StoryWhile there are random/one-off missions to earn money, there is a grand campaign story I'd like to tell, through multiple story arcs. Where you might be playing as a cog in the Big Brother domestic surveillance machine and see one side of the story, you will get different pieces of the puzzle when playing as an anonymous hacktivist fighting corruption, a freelance hacker/private investigator just trying to scrape by, or a cadet in the newly formed military branch designed for cyberspace warfare. I really dont like good/evil storylines, so I really want to make the player squirm when it comes to deciding what to do or who to side with. No villain wakes up and says to themselves "muahaha, today I will be eeevil!" so there will be a lot of grey area and simply different points of view rather than objective +1 Karma rewards. On the other hand, I don't like quests that "might" reward you later if you pick one choice over another, ie a character showing up later to help you. So rewards will be unambiguous, to help with decisionmaking.

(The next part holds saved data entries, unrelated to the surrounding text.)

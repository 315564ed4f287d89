use actix_web::{HttpRequest, HttpResponse, Result as ActixResult, web};
use once_cell::sync::Lazy;

use crate::middlewares;
use crate::services::DashboardService;

// 懒加载的全局 DASHBOARD_SERVICE 实例
static DASHBOARD_SERVICE: Lazy<DashboardService> = Lazy::new(DashboardService::new_lazy);

pub async fn stats(req: HttpRequest) -> ActixResult<HttpResponse> {
    DASHBOARD_SERVICE.stats(&req).await
}

// 配置路由
pub fn configure_dashboard_routes(cfg: &mut web::ServiceConfig) {
    cfg.service(
        web::scope("/api/v1/dashboard")
            .wrap(middlewares::RequireJWT)
            .service(web::resource("/stats").route(web::get().to(stats))),
    );
}
pub mod manage;

use actix_web::{HttpRequest, HttpResponse, Result as ActixResult};
use std::sync::Arc;

use crate::models::report_cards::requests::{
    CreateReportCardRequest, ReportCardListQuery, UpdateReportCardRequest,
};
use crate::storage::Storage;

pub struct ReportCardService {
    storage: Option<Arc<dyn Storage>>,
}

impl ReportCardService {
    pub fn new_lazy() -> Self {
        Self { storage: None }
    }

    pub(crate) fn get_storage(&self, request: &HttpRequest) -> Arc<dyn Storage> {
        if let Some(storage) = &self.storage {
            storage.clone()
        } else {
            request
                .app_data::<actix_web::web::Data<Arc<dyn Storage>>>()
                .expect("Storage not found in app data")
                .get_ref()
                .clone()
        }
    }

    pub async fn create_report_card(
        &self,
        req: &HttpRequest,
        report_data: CreateReportCardRequest,
    ) -> ActixResult<HttpResponse> {
        manage::create_report_card(self, req, report_data).await
    }

    pub async fn list_report_cards(
        &self,
        req: &HttpRequest,
        query: ReportCardListQuery,
    ) -> ActixResult<HttpResponse> {
        manage::list_report_cards(self, req, query).await
    }

    // 学生自己的成绩聚合列表
    pub async fn my_report_cards(&self, req: &HttpRequest) -> ActixResult<HttpResponse> {
        manage::my_report_cards(self, req).await
    }

    pub async fn get_report_card(
        &self,
        req: &HttpRequest,
        report_card_id: i64,
    ) -> ActixResult<HttpResponse> {
        manage::get_report_card(self, req, report_card_id).await
    }

    pub async fn update_report_card(
        &self,
        req: &HttpRequest,
        report_card_id: i64,
        update_data: UpdateReportCardRequest,
    ) -> ActixResult<HttpResponse> {
        manage::update_report_card(self, req, report_card_id, update_data).await
    }

    pub async fn delete_report_card(
        &self,
        req: &HttpRequest,
        report_card_id: i64,
    ) -> ActixResult<HttpResponse> {
        manage::delete_report_card(self, req, report_card_id).await
    }
}
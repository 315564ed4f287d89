use serde::Deserialize;

use super::entities::SubjectStatus;
use crate::models::SortOrder;

#[derive(Debug, Clone, Deserialize)]
pub struct CreateSubjectRequest {
    pub name: String,
    pub description: Option<String>,
}

#[derive(Debug, Clone, Deserialize)]
pub struct UpdateSubjectRequest {
    pub name: String,
    pub description: Option<String>,
}

#[derive(Debug, Clone, Deserialize, Default)]
pub struct SubjectListQuery {
    pub status: Option<SubjectStatus>,
    pub order: Option<SortOrder>,
}
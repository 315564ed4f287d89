//! 出勤记录实体

use sea_orm::entity::prelude::*;

#[derive(Clone, Debug, PartialEq, DeriveEntityModel)]
#[sea_orm(table_name = "attendances")]
pub struct Model {
    #[sea_orm(primary_key)]
    pub id: i64,
    pub student_id: i64,
    pub teacher_id: i64,
    pub class_id: i64,
    pub subject_id: i64,
    pub date: Date,
    pub present: bool,
    pub created_at: i64,
    pub updated_at: i64,
}

#[derive(Copy, Clone, Debug, EnumIter, DeriveRelation)]
pub enum Relation {
    #[sea_orm(
        belongs_to = "super::students::Entity",
        from = "Column::StudentId",
        to = "super::students::Column::Id"
    )]
    Student,
    #[sea_orm(
        belongs_to = "super::teachers::Entity",
        from = "Column::TeacherId",
        to = "super::teachers::Column::Id"
    )]
    Teacher,
    #[sea_orm(
        belongs_to = "super::classes::Entity",
        from = "Column::ClassId",
        to = "super::classes::Column::Id"
    )]
    Class,
    #[sea_orm(
        belongs_to = "super::subjects::Entity",
        from = "Column::SubjectId",
        to = "super::subjects::Column::Id"
    )]
    Subject,
}

impl Related<super::students::Entity> for Entity {
    fn to() -> RelationDef {
        Relation::Student.def()
    }
}

impl ActiveModelBehavior for ActiveModel {}

impl Model {
    pub fn into_attendance(self) -> crate::models::attendance::entities::Attendance {
        use crate::models::attendance::entities::Attendance;
        use chrono::{DateTime, Utc};

        Attendance {
            id: self.id,
            student_id: self.student_id,
            teacher_id: self.teacher_id,
            class_id: self.class_id,
            subject_id: self.subject_id,
            date: self.date,
            present: self.present,
            created_at: DateTime::<Utc>::from_timestamp(self.created_at, 0).unwrap_or_default(),
            updated_at: DateTime::<Utc>::from_timestamp(self.updated_at, 0).unwrap_or_default(),
        }
    }
}
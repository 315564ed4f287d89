//! 学生-监护人关联实体

use sea_orm::entity::prelude::*;

#[derive(Clone, Debug, PartialEq, DeriveEntityModel)]
#[sea_orm(table_name = "student_guardians")]
pub struct Model {
    #[sea_orm(primary_key)]
    pub id: i64,
    pub student_id: i64,
    pub guardian_id: i64,
    pub created_at: i64,
}

#[derive(Copy, Clone, Debug, EnumIter, DeriveRelation)]
pub enum Relation {
    #[sea_orm(
        belongs_to = "super::students::Entity",
        from = "Column::StudentId",
        to = "super::students::Column::Id"
    )]
    Student,
    #[sea_orm(
        belongs_to = "super::guardians::Entity",
        from = "Column::GuardianId",
        to = "super::guardians::Column::Id"
    )]
    Guardian,
}

impl Related<super::students::Entity> for Entity {
    fn to() -> RelationDef {
        Relation::Student.def()
    }
}

impl Related<super::guardians::Entity> for Entity {
    fn to() -> RelationDef {
        Relation::Guardian.def()
    }
}

impl ActiveModelBehavior for ActiveModel {}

Example story: (Spoilers!) One of the locations in the city is an airport, and there are various airport-related systems you can explore (cancel flights, send bags to the wrong destination, other ideas?) and missions to do. For Nov 8th I'm hoping to have the following ready:
- Protect my privacy from the TSA porno scanners!!1
- Help me smuggle my bong through security, man
- Get me off the no-fly list so I can attend my brothers wedding in India
|
So you go through completing the contracts, and after completing the final one, your news reader lights up with a new headline. There was an explosion at the airport, and a plane was destroyed as it was taking off. The linked article talks about how "multiple layers" of security were bypassed, and whoever was responsible must have had "help from inside". Now, I'm hoping this will provide replay value, because an astute player might realize what they've done, or notice that all the payments from the different missions came from the same account. Hopefully they'll replay the mission, this time trying to find out who is trying to manipulate them, by researching the emails that sent you instructions, or the bank account you were paid from. Account numbers are randomized each playthrough, so the player will have to complete SOME missions to draw the terrorists out. It'll be up to the player to decide how far they want to take things before swooping in to make an arrest. But, if you take things right up to the line, and the bomber goes to the airport, you can post an agent there to intercept him and take possession of the bomb (assuming you've owned their computers hard enough to know their secret phrases). Or sit back and simply redirect the bag onto the private jet of a politician you don't like. Or let the bag be detected by security and kicked out of the system, saving lives and leaving your relationship with the terrorists intact so you can watch them panic, maybe revealing their backers in the process.
TimelineUhhhhhhhh.
Some funny bugs (trigger warning, violence/terrorism)
Since the game was originally about being an intelligence analyst during the Iraq War, there was a bug where one AI that was supposed to do a suicide bombing was busy with something else, so they tried to ask another AI to do the suicide bombing for them. A good case of ambition going off the rails. Another bug was after I'd completed a mission, I wasn't getting paid by the employer. The culprit? The employer was out to lunch and hadn't heard the "new email" event on their home computer, so they didn't didn't know I'd completed the mission. An example of trying to be too realistic with mechanics.